Each line of the data below that carries the word "derive" needs to be copied.

Stored items
^^^^^^^^

//! Error types for Gizmo endpoints.
//!
//! [`ServiceError`] is what decoders, business functions and encoders
//! return. Every variant knows the HTTP status it maps to and the headers it
//! contributes, exposed through the [`StatusCoder`] and [`Headerer`] hooks.
//!
//! | Variant | Status |
//! |---|---|
//! | `Decode` | 400 unless overridden (always 4xx) |
//! | `Status` | whatever the caller chose |
//! | `Internal` | 500 |
//!
//! Clients always receive either the JSON envelope `{"error": "..."}` or,
//! for `Status` errors built from a value, that value encoded as JSON.

use http::header::{HeaderName, HeaderValue};
use http::{HeaderMap, StatusCode};
use serde::{Deserialize, Serialize};
use thiserror::Error;

/// Result type alias using [`ServiceError`].
pub type ServiceResult<T> = Result<T, ServiceError>;

/// Hook letting a value choose the HTTP status of the response it becomes.
pub trait StatusCoder {
    /// The status to respond with.
    fn status_code(&self) -> StatusCode;
}

/// Hook letting a value contribute response headers.
pub trait Headerer {
    /// Headers merged into the response.
    fn headers(&self) -> HeaderMap;
}

/// Standard error type for endpoint code.
///
/// ```
/// use gizmo_core::{ServiceError, StatusCoder};
/// use http::StatusCode;
///
/// fn find(id: u32) -> Result<&'static str, ServiceError> {
///     match id {
///         1 => Ok("one"),
///         _ => Err(ServiceError::not_found(format!("no widget {id}"))),
///     }
/// }
///
/// let err = find(2).unwrap_err();
/// assert_eq!(err.status_code(), StatusCode::NOT_FOUND);
/// assert_eq!(err.to_string(), "no widget 2");
/// ```
#[derive(Error, Debug)]
pub enum ServiceError {
    /// The request could not be decoded. The business function never ran.
    #[error("{message}")]
    Decode {
        /// Human-readable error message.
        message: String,
        /// A 4xx status.
        status: StatusCode,
    },

    /// An error carrying an explicit status, optional headers and body.
    #[error("{message}")]
    Status {
        /// The response status.
        status: StatusCode,
        /// Human-readable error message.
        message: String,
        /// Headers merged into the response.
        headers: HeaderMap,
        /// Replaces the default envelope when set.
        body: Option<serde_json::Value>,
    },

    /// Anything else; always a 500.
    #[error(transparent)]
    Internal(#[from] anyhow::Error),
}

impl ServiceError {
    /// Creates a 400 decode error.
    #[must_use]
    pub fn bad_request(message: impl Into<String>) -> Self {
        Self::Decode {
            message: message.into(),
            status: StatusCode::BAD_REQUEST,
        }
    }

    /// Creates a decode error with a specific 4xx status.
    ///
    /// Statuses outside the 4xx range are coerced to 400.
    #[must_use]
    pub fn decode(status: StatusCode, message: impl Into<String>) -> Self {
        let status = if status.is_client_error() {
            status
        } else {
            StatusCode::BAD_REQUEST
        };
        Self::Decode {
            message: message.into(),
            status,
        }
    }

    /// Creates an error with an explicit status.
    #[must_use]
    pub fn status(status: StatusCode, message: impl Into<String>) -> Self {
        Self::Status {
            status,
            message: message.into(),
            headers: HeaderMap::new(),
            body: None,
        }
    }

    /// Creates a 404 error.
    #[must_use]
    pub fn not_found(message: impl Into<String>) -> Self {
        Self::status(StatusCode::NOT_FOUND, message)
    }

    /// Creates a 503 error.
    #[must_use]
    pub fn unavailable(message: impl Into<String>) -> Self {
        Self::status(StatusCode::SERVICE_UNAVAILABLE, message)
    }

    /// Creates a 500 error from a message.
    #[must_use]
    pub fn internal(message: impl Into<String>) -> Self {
        Self::Internal(anyhow::Error::msg(message.into()))
    }

    /// Builds an error from a value that carries its own status.
    ///
    /// The value is serialized as the response body. If it also implements
    /// [`Headerer`], use [`ServiceError::with_headers_from`] afterwards.
    pub fn from_value<T>(value: &T) -> Self
    where
        T: Serialize + StatusCoder + std::fmt::Display,
    {
        match serde_json::to_value(value) {
            Ok(body) => Self::Status {
                status: value.status_code(),
                message: value.to_string(),
                headers: HeaderMap::new(),
                body: Some(body),
            },
            Err(e) => Self::Internal(anyhow::Error::new(e)),
        }
    }

    /// Adds one response header.
    ///
    /// Decode and internal errors are converted to `Status` errors with the
    /// same status and message.
    #[must_use]
    pub fn with_header(self, name: HeaderName, value: HeaderValue) -> Self {
        let mut headers = HeaderMap::new();
        headers.insert(name, value);
        self.merge_headers(headers)
    }

    /// Merges the headers declared by a [`Headerer`].
    #[must_use]
    pub fn with_headers_from(self, source: &impl Headerer) -> Self {
        self.merge_headers(source.headers())
    }

    fn merge_headers(self, extra: HeaderMap) -> Self {
        match self {
            Self::Status {
                status,
                message,
                mut headers,
                body,
            } => {
                headers.extend(extra);
                Self::Status {
                    status,
                    message,
                    headers,
                    body,
                }
            }
            other => Self::Status {
                status: other.status_code(),
                message: other.to_string(),
                headers: extra,
                body: None,
            },
        }
    }

    /// Returns true for decode errors.
    #[must_use]
    pub fn is_decode(&self) -> bool {
        matches!(self, Self::Decode { .. })
    }

    /// Returns the JSON body clients receive for this error.
    #[must_use]
    pub fn body(&self) -> serde_json::Value {
        match self {
            Self::Status {
                body: Some(body), ..
            } => body.clone(),
            other => serde_json::json!({ "error": other.to_string() }),
        }
    }
}

impl StatusCoder for ServiceError {
    fn status_code(&self) -> StatusCode {
        match self {
            Self::Decode { status, .. } | Self::Status { status, .. } => *status,
            Self::Internal(_) => StatusCode::INTERNAL_SERVER_ERROR,
        }
    }
}

impl Headerer for ServiceError {
    fn headers(&self) -> HeaderMap {
        match self {
            Self::Status { headers, .. } => headers.clone(),
            _ => HeaderMap::new(),
        }
    }
}

/// The JSON error envelope: `{"error": "..."}`.
#[derive(Debug, Clone, PartialEq, Eq, Serialize, Deserialize)]
pub struct ErrorEnvelope {
    /// Human-readable error message.
    pub error: String,
}

impl ErrorEnvelope {
    /// Creates an envelope.
    #[must_use]
    pub fn new(error: impl Into<String>) -> Self {
        Self {
            error: error.into(),
        }
    }
}

#[cfg(test)]
mod tests {
    use super::*;

    #[derive(Serialize)]
    struct Throttled {
        retry_in: u32,
    }

    impl StatusCoder for Throttled {
        fn status_code(&self) -> StatusCode {
            StatusCode::TOO_MANY_REQUESTS
        }
    }

    impl Headerer for Throttled {
        fn headers(&self) -> HeaderMap {
            let mut h = HeaderMap::new();
            h.insert("retry-after", HeaderValue::from_static("5"));
            h
        }
    }

    impl std::fmt::Display for Throttled {
        fn fmt(&self, f: &mut std::fmt::Formatter<'_>) -> std::fmt::Result {
            write!(f, "throttled for {}s", self.retry_in)
        }
    }

    #[test]
    fn test_bad_request() {
        let err = ServiceError::bad_request("missing field");
        assert!(err.is_decode());
        assert_eq!(err.status_code(), StatusCode::BAD_REQUEST);
        assert_eq!(err.body(), serde_json::json!({"error": "missing field"}));
    }

    #[test]
    fn test_decode_coerces_non_client_status() {
        let err = ServiceError::decode(StatusCode::BAD_GATEWAY, "x");
        assert_eq!(err.status_code(), StatusCode::BAD_REQUEST);
        let err = ServiceError::decode(StatusCode::UNSUPPORTED_MEDIA_TYPE, "x");
        assert_eq!(err.status_code(), StatusCode::UNSUPPORTED_MEDIA_TYPE);
    }

    #[test]
    fn test_internal_from_anyhow() {
        fn fails() -> ServiceResult<()> {
            let result: anyhow::Result<()> = Err(anyhow::anyhow!("database unreachable"));
            result?;
            Ok(())
        }
        let err = fails().unwrap_err();
        assert_eq!(err.status_code(), StatusCode::INTERNAL_SERVER_ERROR);
        assert_eq!(err.to_string(), "database unreachable");
        assert!(err.headers().is_empty());
    }

    #[test]
    fn test_from_value_uses_hooks() {
        let value = Throttled { retry_in: 5 };
        let err = ServiceError::from_value(&value).with_headers_from(&value);

        assert_eq!(err.status_code(), StatusCode::TOO_MANY_REQUESTS);
        assert_eq!(err.body(), serde_json::json!({"retry_in": 5}));
        assert_eq!(err.headers()["retry-after"], "5");
        assert_eq!(err.to_string(), "throttled for 5s");
    }

    #[test]
    fn test_with_header_keeps_status() {
        let err = ServiceError::bad_request("nope")
            .with_header(HeaderName::from_static("x-reason"), HeaderValue::from_static("bad"));
        assert_eq!(err.status_code(), StatusCode::BAD_REQUEST);
        assert_eq!(err.headers()["x-reason"], "bad");
        assert_eq!(err.body(), serde_json::json!({"error": "nope"}));
    }

    #[test]
    fn test_envelope_serialization() {
        let json = serde_json::to_string(&ErrorEnvelope::new("boom")).unwrap();
        assert_eq!(json, r#"{"error":"boom"}"#);
    }
}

^^^^^^^^

SOLUTION TO THE PROBLEM
#[derive(Error, Debug)]
#[derive(Debug, Clone, PartialEq, Eq, Serialize, Deserialize)]
    #[derive(Serialize)]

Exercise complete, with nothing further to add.